Purpose: We aimed to assess the correlation between renal apparent diffusion coefficient (ADC) values measured by diffusion-weighted imaging (DWI) and the clinical stages of diabetic nephropathy.
Materials and methods: DWI (b value, 0 and 600 s/mm2) was performed in 78 patients with clinically confirmed diabetic nephropathy (study group) and 22 volunteers without diabetes mellitus or any renal disease (control group). The mean ADCs were calculated from multiple region-of-interest circles positioned in the renal cortex. Diabetic nephropathy was clinically categorized into five stages based on the values of urinary albumin excretion and glomerular filtration rate (GFR).
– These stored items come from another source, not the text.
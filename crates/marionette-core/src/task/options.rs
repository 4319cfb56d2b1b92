//! Per-submission task settings.

use std::fmt;
use std::time::Duration;

use crate::domain::{Context, TaskError};
use crate::ports::Backoff;

/// Configures how a task is executed beyond its input context: retries, backoff
/// between failed attempts, the base context and a per-attempt timeout.
///
/// ```ignore
/// let opts = TaskOptions::new()
///     .retries(3)
///     .backoff(ConstantBackoff::new(Duration::from_secs(1)))
///     .timeout(Duration::from_secs(30));
/// ```
#[derive(Default)]
pub struct TaskOptions {
    pub(crate) retries: u32,
    pub(crate) backoff: Option<Box<dyn Backoff>>,
    pub(crate) context: Option<Context>,
    pub(crate) timeout: Option<Duration>,
    pub(crate) error: Option<TaskError>,
}

impl TaskOptions {
    pub fn new() -> Self {
        Self::default()
    }

    /// Number of times to retry a failed task (default 0).
    pub fn retries(mut self, retries: u32) -> Self {
        self.retries = retries;
        self
    }

    /// Strategy used between retries (default exponential backoff when retries > 0).
    pub fn backoff(mut self, backoff: impl Backoff + 'static) -> Self {
        self.backoff = Some(Box::new(backoff));
        self
    }

    /// Parent context of every attempt.
    ///
    /// NOTE: prefer [`TaskOptions::timeout`] over a context with a deadline, the
    /// deadline would apply across all retries and may expire before they run.
    pub fn context(mut self, ctx: Context) -> Self {
        self.context = Some(ctx);
        self
    }

    /// Deadline applied to each attempt separately. A zero timeout means none.
    pub fn timeout(mut self, timeout: Duration) -> Self {
        self.timeout = Some(timeout);
        self
    }

    /// Error reported, together with every attempt error, once all retries fail.
    pub fn error(mut self, err: impl Into<anyhow::Error>) -> Self {
        self.error = Some(TaskError::wrap(err));
        self
    }

    /// Like [`TaskOptions::error`] with a plain message.
    pub fn error_msg<M>(mut self, message: M) -> Self
    where
        M: fmt::Display + fmt::Debug + Send + Sync + 'static,
    {
        self.error = Some(TaskError::msg(message));
        self
    }
}

impl fmt::Debug for TaskOptions {
    fn fmt(&self, f: &mut fmt::Formatter<'_>) -> fmt::Result {
        f.debug_struct("TaskOptions")
            .field("retries", &self.retries)
            .field("backoff", &self.backoff.is_some())
            .field("context", &self.context)
            .field("timeout", &self.timeout)
            .field("error", &self.error)
            .finish()
    }
}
Results: Mean renal ADC values of patients with stage 3 or 4 disease were significantly lower than those in patients with stage 1 or 2 disease and the control group (P < 0.001). ADC values of patients with stage 5 disease were significantly lower than those in patients with stage 4 (P = 0.003), stage 3 (P = 0.020), stages 2 and 1, and the control group (P < 0.001). Significant correlations were found between mean renal ADC values and clinical stages of diabetic nephropathy (r=-0.751, P < 0.001), between mean renal ADC values and estimated GFR values (r=0.642, P < 0.001), and between mean renal ADC values and urinary albumin excretion (r=-0.419, P < 0.001).
Conclusion: Renal ADC values show a significant correlation with clinical stages of diabetic nephropathy. As a relatively simple and noninvasive tool without contrast media administration, renal quantitative DWI may potentially play a role in making clinical decisions in the follow-up of diabetic patients.